Thursday, September 29, 2016

Progressive Breakfast: The Missed Opportunity On Trade – And What We Must Do Next


The candidates discussed “trade” for a few minutes during the first presidential debate on Monday. Once again the opportunity for a meaningful dialogue on an important issue slipped away. Where do we go from here? That was the subject of a teleconference Wednesday night between activists from around the country and Sen. Jeff Merkley (D-Ore.) ... Sen. Merkley said that we have to “stop this gigantic trade deal, we have to stop it dead in its tracks.”


Sanders touts Clinton’s college affordability plan in joint NH appearance. The Hill: “Sanders promised that in his role on the Health, Education, Labor and Pensions Committee, he’d do everything possible to help ferry Clinton’s legislation through the Senate … ‘We are going to end the federal government making money off of lending money to students to get an education,’ Clinton said.”
Clinton gets pushback from college administrators. NYT: “Although the prospect of free public college sounds enticing for many, private institutions — which account for about a quarter of the higher education landscape in America — are starting to fret. Vast subsidies to public universities would most likely lure students away, forcing private colleges to alter their business models to survive … Clinton campaign officials are aware that some details still need to be worked out, but they insist that private institutions and schools that cater to minorities would not be left out.”
Democrats try to convince millennials to reject third-parties. NYT: “[Michelle Obama] had blunt words for anyone thinking about voting for a third party. ‘If you vote for someone other than Hillary, or if you don’t vote at all,’ she said, ‘then you are helping to elect Hillary’s opponent.’ … The stubborn popularity of the third-party candidates has become a concern to Mrs. Clinton and her allies. So far, the support for them has not softened, as it often does in the fall.”
Progressive groups eye 2018 primary challenges. American Prospect: “A clear focus not just of Our Revolution but also of such groups as the Working Families Party and People’s Action is to mount primary challenges, beginning in 2018, against congressional Democrats who oppose such reforms as a new Glass-Steagall … says George Goehl, People’s Action’s co-executive director[,] ‘I’m most encouraged about the number of people doing grown-up politics, preparing serious efforts to primary corporate Democrats.'”

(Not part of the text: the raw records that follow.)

//! WAV reading and writing over the stage protocol.
//!
//! [`WavReader`] decodes integer or float WAV data into per-channel float
//! outlets in `[-1, +1]`. In multithreaded mode a prefetch thread decodes
//! ahead into a bounded blocking queue so the pipeline never stalls on
//! file I/O. [`WavWriter`] is the sink: `execute` pulls every channel
//! outlet to exhaustion (one worker-pool task per channel when
//! multithreaded), interleaves the results frame by frame and writes them
//! out.

use std::fs::File;
use std::io::{BufReader, BufWriter};
use std::path::Path;
use std::sync::{Arc, Mutex};
use std::thread::JoinHandle;

use hound::SampleFormat;

use remuestra_core::{
    ArrayQueue, BgExecutor, BlockingArrayQueue, ContainerFormat, FormatTag, Outlet,
    OutletProvider, SharedOutlet, StreamFormat,
};
use remuestra_dsp::Sample;

use crate::error::{Error, Result};

/// Frames decoded or written per block.
const BLOCK_FRAMES: usize = 65536;

type HoundReader = hound::WavReader<BufReader<File>>;
type HoundWriter = hound::WavWriter<BufWriter<File>>;

fn decode_block<T: Sample>(
    reader: &mut HoundReader,
    spec: hound::WavSpec,
    dst: &mut Vec<T>,
    max_frames: usize,
) -> Result<usize> {
    let nch = spec.channels as usize;
    let want = max_frames * nch;
    dst.clear();

    match spec.sample_format {
        SampleFormat::Float => {
            for s in reader.samples::<f32>().take(want) {
                dst.push(<T as Sample>::from_f64(s? as f64));
            }
        }
        SampleFormat::Int => {
            let scale = 1.0 / (1i64 << (spec.bits_per_sample - 1)) as f64;
            for s in reader.samples::<i32>().take(want) {
                dst.push(<T as Sample>::from_f64(s? as f64 * scale));
            }
        }
    }

    // Drop any ragged trailing partial frame.
    let frames = dst.len() / nch;
    dst.truncate(frames * nch);
    Ok(frames)
}

enum ReaderSource<T> {
    /// Decode on the pulling thread.
    Direct(HoundReader),
    /// Decoded interleaved blocks arriving from the prefetch thread.
    Prefetch(Arc<BlockingArrayQueue<T>>),
}

struct ReaderCore<T> {
    source: ReaderSource<T>,
    spec: hound::WavSpec,
    queues: Vec<ArrayQueue<T>>,
    scratch: Vec<T>,
    done: bool,
    error: Arc<Mutex<Option<Error>>>,
}

impl<T: Sample> ReaderCore<T> {
    /// Decodes up to `frames` frames and distributes them to the
    /// per-channel queues. Returns the frame count.
    fn refill(&mut self, frames: usize) -> usize {
        if self.done {
            return 0;
        }
        let nch = self.spec.channels as usize;
        let frames = frames.min(BLOCK_FRAMES);

        let got = match &mut self.source {
            ReaderSource::Direct(reader) => {
                match decode_block(reader, self.spec, &mut self.scratch, frames) {
                    Ok(n) => n,
                    Err(e) => {
                        log::error!("wav read failed: {e}");
                        *self.error.lock().unwrap() = Some(e);
                        0
                    }
                }
            }
            ReaderSource::Prefetch(queue) => {
                self.scratch.resize(frames * nch, T::zero());
                let n = queue.read(&mut self.scratch) / nch;
                self.scratch.truncate(n * nch);
                n
            }
        };

        if got == 0 {
            self.done = true;
            return 0;
        }

        for (ch, queue) in self.queues.iter_mut().enumerate() {
            let v: Vec<T> = self.scratch.iter().skip(ch).step_by(nch).copied().collect();
            queue.write_buf(v);
        }
        got
    }
}

struct WavOutlet<T> {
    core: Arc<Mutex<ReaderCore<T>>>,
    channel: usize,
}

impl<T: Sample> Outlet<T> for WavOutlet<T> {
    fn at_end(&mut self) -> bool {
        let mut core = self.core.lock().unwrap();
        core.queues[self.channel].is_empty() && core.done
    }

    fn read(&mut self, buf: &mut [T]) -> usize {
        let mut core = self.core.lock().unwrap();
        let mut have = core.queues[self.channel].len();
        while have < buf.len() {
            let got = core.refill(buf.len() - have);
            if got == 0 {
                break;
            }
            have += got;
        }
        let n = have.min(buf.len());
        core.queues[self.channel].read(&mut buf[..n])
    }
}

/// Streaming WAV source exposing one float outlet per channel.
pub struct WavReader<T: Copy> {
    outlets: Vec<SharedOutlet<T>>,
    format: StreamFormat,
    frames: u64,
    error: Arc<Mutex<Option<Error>>>,
    prefetch: Option<JoinHandle<()>>,
    prefetch_queue: Option<Arc<BlockingArrayQueue<T>>>,
}

impl<T: Sample> WavReader<T> {
    /// Opens a WAV file. With `multithread`, a prefetch thread decodes
    /// ahead of the pipeline into a bounded queue.
    pub fn open<P: AsRef<Path>>(path: P, multithread: bool) -> Result<Self> {
        let mut reader = hound::WavReader::open(path)?;
        let spec = reader.spec();
        let nch = spec.channels as usize;
        let frames = reader.duration() as u64;

        let tag = match spec.sample_format {
            SampleFormat::Float => FormatTag::IeeeFloat,
            SampleFormat::Int => FormatTag::Pcm,
        };
        let format = StreamFormat::new(tag, spec.channels, spec.sample_rate, spec.bits_per_sample);

        let error = Arc::new(Mutex::new(None));
        let mut prefetch = None;
        let mut prefetch_queue = None;

        let source = if multithread {
            let queue = Arc::new(BlockingArrayQueue::new(4 * BLOCK_FRAMES * nch));
            let thread_queue = Arc::clone(&queue);
            let thread_error = Arc::clone(&error);
            let handle = std::thread::Builder::new()
                .name("wav-prefetch".to_owned())
                .spawn(move || {
                    let mut block = Vec::new();
                    loop {
                        match decode_block::<T>(&mut reader, spec, &mut block, BLOCK_FRAMES) {
                            Ok(0) => break,
                            Ok(_) => thread_queue.write_buf(std::mem::take(&mut block)),
                            Err(e) => {
                                log::error!("wav prefetch failed: {e}");
                                *thread_error.lock().unwrap() = Some(e);
                                break;
                            }
                        }
                    }
                    thread_queue.close();
                })
                .expect("failed to spawn wav prefetch thread");
            prefetch = Some(handle);
            prefetch_queue = Some(Arc::clone(&queue));
            ReaderSource::Prefetch(queue)
        } else {
            ReaderSource::Direct(reader)
        };

        let core = Arc::new(Mutex::new(ReaderCore {
            source,
            spec,
            queues: (0..nch).map(|_| ArrayQueue::new()).collect(),
            scratch: Vec::new(),
            done: false,
            error: Arc::clone(&error),
        }));
        let outlets = (0..nch)
            .map(|channel| {
                let outlet: SharedOutlet<T> = Arc::new(Mutex::new(WavOutlet {
                    core: Arc::clone(&core),
                    channel,
                }));
                outlet
            })
            .collect();

        Ok(Self {
            outlets,
            format,
            frames,
            error,
            prefetch,
            prefetch_queue,
        })
    }

    /// Total frames declared by the header.
    pub fn frames(&self) -> u64 {
        self.frames
    }

    /// Takes the first decoding error observed, if any. Streams end early
    /// on a decoding error; the caller decides whether that is fatal.
    pub fn take_error(&self) -> Option<Error> {
        self.error.lock().unwrap().take()
    }
}

impl<T: Sample> OutletProvider<T> for WavReader<T> {
    fn outlet(&self, channel: u32) -> SharedOutlet<T> {
        self.outlets[channel as usize].clone()
    }

    fn format(&self) -> StreamFormat {
        self.format.clone()
    }

    fn container(&self) -> ContainerFormat {
        ContainerFormat::Riff
    }
}

impl<T: Copy> Drop for WavReader<T> {
    fn drop(&mut self) {
        if let Some(queue) = &self.prefetch_queue {
            queue.close();
        }
        if let Some(handle) = self.prefetch.take() {
            let _ = handle.join();
        }
    }
}

/// A sample type the writer can put into a WAV file.
///
/// `i32` writes quantized PCM (the dither stage's output), the float types
/// write IEEE float.
pub trait WavSample: Copy + Send + 'static {
    fn zero() -> Self;
    fn write_to(self, writer: &mut HoundWriter) -> std::result::Result<(), hound::Error>;
}

impl WavSample for i32 {
    fn zero() -> Self {
        0
    }

    fn write_to(self, writer: &mut HoundWriter) -> std::result::Result<(), hound::Error> {
        writer.write_sample(self)
    }
}

impl WavSample for f32 {
    fn zero() -> Self {
        0.0
    }

    fn write_to(self, writer: &mut HoundWriter) -> std::result::Result<(), hound::Error> {
        writer.write_sample(self)
    }
}

impl WavSample for f64 {
    fn zero() -> Self {
        0.0
    }

    fn write_to(self, writer: &mut HoundWriter) -> std::result::Result<(), hound::Error> {
        writer.write_sample(self as f32)
    }
}

struct ChannelBuf<T> {
    outlet: SharedOutlet<T>,
    data: Vec<T>,
    filled: usize,
}

/// WAV sink: drives per-channel outlets to exhaustion and interleaves.
pub struct WavWriter<T> {
    writer: HoundWriter,
    channels: Vec<Arc<Mutex<ChannelBuf<T>>>>,
    multithread: bool,
}

impl<T: WavSample> WavWriter<T> {
    /// Creates the output file. The stream format must map onto a WAV
    /// encoding: PCM at 8..=32 bits or IEEE float at 32 bits.
    pub fn create<P: AsRef<Path>>(
        path: P,
        format: &StreamFormat,
        inputs: Vec<SharedOutlet<T>>,
        multithread: bool,
    ) -> Result<Self> {
        if inputs.len() != format.channels as usize {
            return Err(Error::ChannelMismatch {
                expected: format.channels as usize,
                got: inputs.len(),
            });
        }
        let sample_format = match (format.tag, format.bits_per_sample) {
            (FormatTag::IeeeFloat, 32) => SampleFormat::Float,
            (FormatTag::Pcm | FormatTag::Extensible, 8..=32) => SampleFormat::Int,
            (tag, bits) => return Err(Error::UnsupportedFormat { bits, tag }),
        };
        let spec = hound::WavSpec {
            channels: format.channels,
            sample_rate: format.sample_rate,
            bits_per_sample: format.bits_per_sample,
            sample_format,
        };
        let writer = hound::WavWriter::create(path, spec)?;

        let channels = inputs
            .into_iter()
            .map(|outlet| {
                Arc::new(Mutex::new(ChannelBuf {
                    outlet,
                    data: vec![T::zero(); BLOCK_FRAMES],
                    filled: 0,
                }))
            })
            .collect();

        Ok(Self {
            writer,
            channels,
            multithread,
        })
    }

    /// Pulls every channel to end-of-stream, interleaving block by block.
    /// Channels that end early are zero-padded to the longest channel.
    pub fn execute(mut self) -> Result<()> {
        let executor = self.multithread.then(BgExecutor::new);
        let nch = self.channels.len();
        let mut frame = vec![T::zero(); BLOCK_FRAMES * nch];

        loop {
            if let Some(exec) = &executor {
                for chan in &self.channels {
                    let chan = Arc::clone(chan);
                    exec.push_fn(move || {
                        let mut chan = chan.lock().unwrap();
                        let chan = &mut *chan;
                        chan.filled = chan.outlet.lock().unwrap().read(&mut chan.data);
                    });
                }
                for _ in 0..nch {
                    exec.pop();
                }
            } else {
                for chan in &self.channels {
                    let mut chan = chan.lock().unwrap();
                    let chan = &mut *chan;
                    chan.filled = chan.outlet.lock().unwrap().read(&mut chan.data);
                }
            }

            let mut zmax = 0;
            for (ch, chan) in self.channels.iter().enumerate() {
                let chan = chan.lock().unwrap();
                for (i, &v) in chan.data[..chan.filled].iter().enumerate() {
                    frame[i * nch + ch] = v;
                }
                for i in chan.filled..BLOCK_FRAMES {
                    frame[i * nch + ch] = T::zero();
                }
                zmax = zmax.max(chan.filled);
            }
            if zmax == 0 {
                break;
            }

            for f in frame[..zmax * nch].iter() {
                f.write_to(&mut self.writer)?;
            }
        }

        self.writer.finalize()?;
        Ok(())
    }
}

Both sides predict victory in Clean Power Plan case. The Hill: “The nearly seven hours of oral arguments showed little sign of consensus among the judges. But six of them were appointed by Democratic presidents and four by Republicans, and no judge appeared to stray significantly from the party line in court … Elbert Lin, the [West Virginia] solicitor general [said] ‘You had judges, I think both Democratic and Republican appointees, who were saying that they understood that this was qualitatively different from what’s been done before,’ … environmental groups that helped the EPA were equally optimistic … David Doniger, the climate program director with the Natural Resources Defense Council [said,] ‘The questioning from the court was very skeptical of many of the arguments from opponents,’…”

Opponents of CPP should complain to Congress, not courts, says Bloomberg edit board:Congress’s refusal since 2010 to consider any climate policy at all forced the EPA to look for alternatives … A far simpler and more effective way to cut emissions would be for Congress to impose a tax on carbon … Until Congress acts, however, the EPA is obligated to use what tools are available.”
Renewable energy production jumps. The Hill: “The Department of Energy study concluded that the cost of five clean energy technologies — from wind and solar power to LED lighting — has declined between 40 percent and 94 percent, depending on the technology, since 2008. Wind and solar power, the report found, accounted for two-thirds of new electricity capacity installed last year, and together produce enough electricity to power 19 million homes.”


Top 1% get most tax breaks. Bloomberg: “The top 1 percent of Americans as measured by income rake in 17 percent of all U.S. income on an annual basis—before taxes [and] gets 27 percent of the tax breaks doled out by the federal government … the lowest-income households get just about 4 percent of federal tax breaks.”
CA Treasurer suspends ties with Wells Fargo. NYT: “The state treasurer, John Chiang, said he was suspending Wells Fargo’s ‘most highly profitable business relationships’ with the state for at least a year, including the lucrative business of underwriting certain California municipal bonds … ‘How can I continue to entrust the public’s money to an organization which has shown such little regard for the legions of Californians who placed their financial well-being in its care?’ Mr. Chiang wrote … [Chiang] is running for governor in 2018…”
House votes to block Labor Dept. rule expanding overtime pay. The Hill: “The Regulatory Relief for Small Businesses, Schools and Nonprofits Act passed mostly along party lines by a vote of 246-177, delaying for six months the rule that makes 4.2 million Americans eligible for overtime pay … President Obama has threatened to veto the bill.”